Installing, Maintenance, Applications


----------



## gilinko (Feb 15, 2009)

And what is your question? Or are you making a statement?


----------



## fredBSD (Feb 26, 2009)

I 'love' my net4801, so these would be my answers. Apologies if they weren't questions 

*Installing:*

I do it the easy way, which is to plug a Compact Flash card into an CF - IDE adaptor on a larger faster computer, and proceed the usual way. It isn't much harder to do it the tftp way of course:

http://www.xinu.nl/unix/soekris/net4801/

It refers to FreeBSD-4.8 but I'm sure the information would apply to more recent releases. I'm running 6.3 currently:

> uname -a
FreeBSD soekris.*****.co.uk 6.3-RELEASE FreeBSD 6.3-RELEASE #1: Tue Feb 10 20:32:25 GMT 2009     john@soekris.*****.co.uk:/usr/src/sys/i386/compile/SOEKRIS-BRIDGE  i386

*Maintenance:*

Easy enough as soon as sshd is up and running. I managed to break it once by trying to source upgrade from 4.n to 6.n. Completely forgetting that half of the file system (/var, /tmp, /usr etc.) was on an external USB drive!

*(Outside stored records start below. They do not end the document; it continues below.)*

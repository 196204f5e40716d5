use crate::app::{App, MenuItem};
use crate::state::messages::CatalogRequest;
use crossterm::event::KeyCode::Char;
use crossterm::event::{KeyCode, KeyEvent, KeyModifiers};
use std::sync::Arc;
use tokio::sync::{Mutex, mpsc};

/// What a key press asks of the outside world after the app state is updated.
#[derive(Debug, PartialEq)]
pub enum KeyOutcome {
    Handled,
    Reload(CatalogRequest),
    Quit,
}

pub async fn handle_key_bindings(
    key_event: KeyEvent,
    app: &Arc<Mutex<App>>,
    catalog_requests: &mpsc::Sender<CatalogRequest>,
) {
    let outcome = {
        let mut guard = app.lock().await;
        apply_key(&mut guard, key_event)
    };

    match outcome {
        KeyOutcome::Handled => {}
        KeyOutcome::Reload(request) => {
            let _ = catalog_requests.send(request).await;
        }
        KeyOutcome::Quit => {
            crate::cleanup_terminal();
            std::process::exit(0);
        }
    }
}

pub fn apply_key(app: &mut App, key_event: KeyEvent) -> KeyOutcome {
    match (app.state.active_tab, key_event.code, key_event.modifiers) {
        // Quit
        (_, Char('q'), _) | (_, Char('c'), KeyModifiers::CONTROL) => return KeyOutcome::Quit,

        // Tab switching
        (_, Char('1'), _) => app.update_tab(MenuItem::Dashboard),
        (_, Char('2'), _) => app.update_tab(MenuItem::Detail),
        (_, Char('?'), _) => app.update_tab(MenuItem::Help),
        (MenuItem::Help, KeyCode::Esc, _) => app.exit_help(),

        // Dashboard navigation
        (MenuItem::Dashboard, Char('j') | KeyCode::Down, _) => app.select_next(),
        (MenuItem::Dashboard, Char('k') | KeyCode::Up, _) => app.select_prev(),
        (MenuItem::Dashboard, KeyCode::Enter, _) => {
            app.open_detail();
        }
        (MenuItem::Dashboard, Char('s'), _) => app.reshuffle(),

        // Detail navigation
        (MenuItem::Detail, Char('j') | KeyCode::Down, _) => app.scroll_detail(true),
        (MenuItem::Detail, Char('k') | KeyCode::Up, _) => app.scroll_detail(false),
        (MenuItem::Detail, KeyCode::Esc, _) => app.close_detail(),

        // Global
        (_, Char('r'), _) => {
            if let Some(request) = app.load_request() {
                return KeyOutcome::Reload(request);
            }
        }
        (_, Char('f'), _) => app.toggle_full_screen(),
        (_, Char('"'), _) => app.toggle_show_logs(),

        _ => {}
    }
    KeyOutcome::Handled
}

#[cfg(test)]
mod tests {
    use super::*;
    use crate::state::app_settings::AppSettings;
    use chrono::{TimeZone, Utc};
    use events_api::catalog::Catalog;
    use serde_json::json;
    use std::path::PathBuf;

    fn key(code: KeyCode) -> KeyEvent {
        KeyEvent::new(code, KeyModifiers::NONE)
    }

    fn app() -> App {
        let settings = AppSettings {
            events_path: Some(PathBuf::from("events.json")),
            ..AppSettings::default()
        };
        let now = Utc.with_ymd_and_hms(2026, 3, 14, 12, 0, 0).unwrap();
        let mut app = App::new(settings, now);
        let payload = json!([{ "eventId": 1 }, { "eventId": 2 }]);
        app.on_catalog_loaded(Catalog::from_json(&payload.to_string()).unwrap());
        app
    }

    #[test]
    fn quit_keys() {
        let mut app = app();
        assert_eq!(apply_key(&mut app, key(Char('q'))), KeyOutcome::Quit);
        let ctrl_c = KeyEvent::new(Char('c'), KeyModifiers::CONTROL);
        assert_eq!(apply_key(&mut app, ctrl_c), KeyOutcome::Quit);
    }

    #[test]
    fn enter_opens_detail_and_esc_returns() {
        let mut app = app();
        apply_key(&mut app, key(KeyCode::Down));
        apply_key(&mut app, key(KeyCode::Enter));
        assert_eq!(app.state.active_tab, MenuItem::Detail);

        apply_key(&mut app, key(Char('j')));
        assert_eq!(app.state.dashboard.detail_scroll, 1);

        apply_key(&mut app, key(KeyCode::Esc));
        assert_eq!(app.state.active_tab, MenuItem::Dashboard);
        assert_eq!(app.state.dashboard.selected, 1);
    }

    #[test]
    fn reload_sends_configured_source() {
        let mut app = app();
        assert_eq!(
            apply_key(&mut app, key(Char('r'))),
            KeyOutcome::Reload(CatalogRequest::Load { path: PathBuf::from("events.json") })
        );
    }

    #[test]
    fn help_toggles_back() {
        let mut app = app();
        apply_key(&mut app, key(Char('?')));
        assert_eq!(app.state.active_tab, MenuItem::Help);
        apply_key(&mut app, key(KeyCode::Esc));
        assert_eq!(app.state.active_tab, MenuItem::Dashboard);
    }
}
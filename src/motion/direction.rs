//! Step direction.

/// Direction requested for a step command.
#[derive(Debug, Clone, Copy, PartialEq, Eq)]
#[cfg_attr(feature = "defmt", derive(defmt::Format))]
pub enum Direction {
    /// Ascending phase order.
    Forward,
    /// Descending phase order.
    Backward,
    /// De-energize all coils.
    Stop,
}

impl Direction {
    /// Get direction from a signed value: positive is forward, negative
    /// is backward, zero is stop.
    #[inline]
    pub fn from_sign(value: i64) -> Self {
        match value {
            v if v > 0 => Direction::Forward,
            v if v < 0 => Direction::Backward,
            _ => Direction::Stop,
        }
    }

    /// Sign of the direction (`1`, `-1` or `0`).
    #[inline]
    pub fn sign(self) -> i64 {
        match self {
            Direction::Forward => 1,
            Direction::Backward => -1,
            Direction::Stop => 0,
        }
    }

    /// The opposite running direction. `Stop` has no opposite.
    #[inline]
    pub fn reversed(self) -> Option<Self> {
        match self {
            Direction::Forward => Some(Direction::Backward),
            Direction::Backward => Some(Direction::Forward),
            Direction::Stop => None,
        }
    }

    /// Whether this direction moves the motor.
    #[inline]
    pub fn is_moving(self) -> bool {
        !matches!(self, Direction::Stop)
    }
}

#[cfg(test)]
mod tests {
    use super::*;

    #[test]
    fn test_from_sign() {
        assert_eq!(Direction::from_sign(12), Direction::Forward);
        assert_eq!(Direction::from_sign(-1), Direction::Backward);
        assert_eq!(Direction::from_sign(0), Direction::Stop);
    }

    #[test]
    fn test_sign_round_trips_through_from_sign() {
        for dir in [Direction::Forward, Direction::Backward, Direction::Stop] {
            assert_eq!(Direction::from_sign(dir.sign()), dir);
        }
    }

    #[test]
    fn test_reversed() {
        assert_eq!(Direction::Forward.reversed(), Some(Direction::Backward));
        assert_eq!(Direction::Backward.reversed(), Some(Direction::Forward));
        assert_eq!(Direction::Stop.reversed(), None);
        assert!(!Direction::Stop.is_moving());
    }
}
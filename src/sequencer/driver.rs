//! Four-phase stepper sequencer.
//!
//! Generic over a [`Board`] for pin I/O and an embedded-hal 1.0
//! `DelayNs` for the settling pause between half-steps.

use embedded_hal::delay::DelayNs;

use crate::board::{binding_fault, BindingFault, Board, PinId, PinMode};
use crate::error::{MotorError, Result};
use crate::motion::{CoilPattern, Direction, FORWARD_SEQUENCE, REVERSE_SEQUENCE, STOP_PATTERN};

use super::limits::LimitReading;
use super::position::Position;

/// Default pause between half-steps, in milliseconds.
pub const DEFAULT_SETTLING_DELAY_MS: u32 = 5;

/// Default travel limit, in half-steps.
pub const DEFAULT_TRAVEL_LIMIT: i64 = 1000;

/// Stepper sequencer driving four coil pins and sampling two limit sensors.
///
/// Generic over:
/// - `B`: host pin I/O (must implement [`Board`])
/// - `D`: delay provider (must implement `DelayNs`)
///
/// The sequencer owns the board, so nothing else can drive the coil
/// pins while it exists. Every operation takes `&mut self` and blocks
/// until done.
pub struct StepperSequencer<B, D>
where
    B: Board,
    D: DelayNs,
{
    /// Host pin I/O.
    board: B,

    /// Delay provider for the settling pause.
    delay: D,

    /// Coil driver pins, in pattern order.
    coils: [PinId; 4],

    /// Limit sensor pins.
    sensors: [PinId; 2],

    /// Absolute half-step position.
    position: Position,

    /// Pattern currently applied to the coils.
    energized: CoilPattern,

    /// Last sensor sample.
    limits: LimitReading,

    /// Travel limit in half-steps (informational, never enforced here).
    travel_limit: i64,

    /// Pause after each half-step.
    settling_delay_ms: u32,

    /// Sequencer name for logging/debugging.
    name: heapless::String<32>,
}

impl<B, D> StepperSequencer<B, D>
where
    B: Board,
    D: DelayNs,
{
    /// Bind coil and sensor pins and configure them on the board.
    ///
    /// Sensor pins become inputs, coil pins outputs. No coil is written.
    ///
    /// # Errors
    ///
    /// - `InvalidPinBinding` if a pin is outside `0..board.pin_count()`
    /// - `DuplicatePin` if a pin is bound twice
    /// - `PinError` if the board refuses a configuration
    pub fn new(board: B, delay: D, coils: [PinId; 4], sensors: [PinId; 2]) -> Result<Self> {
        Self::with_settings(
            board,
            delay,
            coils,
            sensors,
            heapless::String::try_from("sequencer").unwrap_or_default(),
            DEFAULT_SETTLING_DELAY_MS,
            DEFAULT_TRAVEL_LIMIT,
        )
    }

    pub(crate) fn with_settings(
        mut board: B,
        delay: D,
        coils: [PinId; 4],
        sensors: [PinId; 2],
        name: heapless::String<32>,
        settling_delay_ms: u32,
        travel_limit: i64,
    ) -> Result<Self> {
        let pins = [
            coils[0].0, coils[1].0, coils[2].0, coils[3].0, sensors[0].0, sensors[1].0,
        ];
        let pin_count = board.pin_count();
        match binding_fault(&pins, pin_count) {
            Some(BindingFault::OutOfRange(pin)) => {
                return Err(MotorError::InvalidPinBinding { pin, pin_count }.into())
            }
            Some(BindingFault::Duplicate(pin)) => return Err(MotorError::DuplicatePin(pin).into()),
            None => {}
        }

        for pin in sensors {
            board
                .configure_pin(pin, PinMode::Input)
                .map_err(|_| MotorError::PinError)?;
        }
        for pin in coils {
            board
                .configure_pin(pin, PinMode::Output)
                .map_err(|_| MotorError::PinError)?;
        }

        #[cfg(feature = "defmt")]
        defmt::debug!(
            "{}: coils {} sensors {} bound",
            name.as_str(),
            coils,
            sensors
        );

        Ok(Self {
            board,
            delay,
            coils,
            sensors,
            position: Position::new(),
            energized: STOP_PATTERN,
            limits: LimitReading::default(),
            travel_limit,
            settling_delay_ms,
            name,
        })
    }

    /// Get the sequencer name.
    #[inline]
    pub fn name(&self) -> &str {
        self.name.as_str()
    }

    /// Absolute position in half-steps since construction.
    #[inline]
    pub fn position(&self) -> i64 {
        self.position.steps()
    }

    /// Pattern last written to the coils (all LOW before the first write).
    #[inline]
    pub fn energized(&self) -> CoilPattern {
        self.energized
    }

    /// Readings stored by the last [`read_limits`](Self::read_limits).
    #[inline]
    pub fn last_limits(&self) -> LimitReading {
        self.limits
    }

    /// Configured travel limit in half-steps.
    #[inline]
    pub fn travel_limit(&self) -> i64 {
        self.travel_limit
    }

    /// Pause after each half-step, in milliseconds.
    #[inline]
    pub fn settling_delay_ms(&self) -> u32 {
        self.settling_delay_ms
    }

    /// Coil pins in pattern order.
    #[inline]
    pub fn coil_pins(&self) -> [PinId; 4] {
        self.coils
    }

    /// Limit sensor pins.
    #[inline]
    pub fn sensor_pins(&self) -> [PinId; 2] {
        self.sensors
    }

    /// Read-only access to the board.
    #[inline]
    pub fn board(&self) -> &B {
        &self.board
    }

    /// Write each level of `pattern` to its coil pin.
    pub fn apply_coil_pattern(&mut self, pattern: &CoilPattern) -> Result<()> {
        for (pin, level) in self.coils.iter().zip(pattern.levels()) {
            self.board
                .write_digital(*pin, *level)
                .map_err(|_| MotorError::PinError)?;
        }
        self.energized = *pattern;
        Ok(())
    }

    /// Issue `count` half-steps in `direction`, blocking for the settling
    /// delay after each one.
    ///
    /// `Stop` writes the all-LOW pattern once and ignores `count`. Both
    /// running directions advance the position counter; `Backward` only
    /// walks the phase table in reverse.
    ///
    /// # Errors
    ///
    /// - `InvalidArgument` if `count` is negative (nothing is written)
    /// - `PinError` if a coil write fails mid-sequence
    pub fn step(&mut self, count: i64, direction: Direction) -> Result<()> {
        if count < 0 {
            return Err(MotorError::InvalidArgument(count).into());
        }

        let table = match direction {
            Direction::Forward => &FORWARD_SEQUENCE,
            Direction::Backward => &REVERSE_SEQUENCE,
            Direction::Stop => return self.apply_coil_pattern(&STOP_PATTERN),
        };

        #[cfg(feature = "defmt")]
        defmt::trace!(
            "{}: {} half-steps {} from {}",
            self.name.as_str(),
            count,
            direction,
            self.position.steps()
        );

        for _ in 0..count {
            let pattern = table.at_position(self.position.steps());
            self.apply_coil_pattern(&pattern)?;
            self.position.advance();
            self.delay.delay_ms(self.settling_delay_ms);
        }

        Ok(())
    }

    /// De-energize all coils.
    #[inline]
    pub fn release(&mut self) -> Result<()> {
        self.step(0, Direction::Stop)
    }

    /// Sample both limit sensors and return `second - first`.
    pub fn read_limits(&mut self) -> Result<i32> {
        let first = self
            .board
            .read_analog(self.sensors[0])
            .map_err(|_| MotorError::PinError)?;
        let second = self
            .board
            .read_analog(self.sensors[1])
            .map_err(|_| MotorError::PinError)?;

        self.limits = LimitReading { first, second };

        #[cfg(feature = "defmt")]
        defmt::trace!("{}: limits {}", self.name.as_str(), self.limits);

        Ok(self.limits.difference())
    }

    /// Give back the board and delay provider.
    pub fn free(self) -> (B, D) {
        (self.board, self.delay)
    }
}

There are a few adjustments necessary to make the entire POST and booting process visible on a serial terminal, which I'll dig out of my notes if anyone needs it.

*Applications:*

Mine served as firewall (pf) and mail server (sendmail) for about 4 years non stop, but these days I use it for simulating bad network links with a dummynet bridge. It's ideal for that, as sis0 is on the LAN and sis1 and sis2 form the bridge.


----------



## vivek (Feb 26, 2009)

I'm also  using Soekris with two 4GB CF card. I've installed both FreeBSD and Debian and it works as a firewall. I'm also using it as silent BT client with extended storage via USB.


----------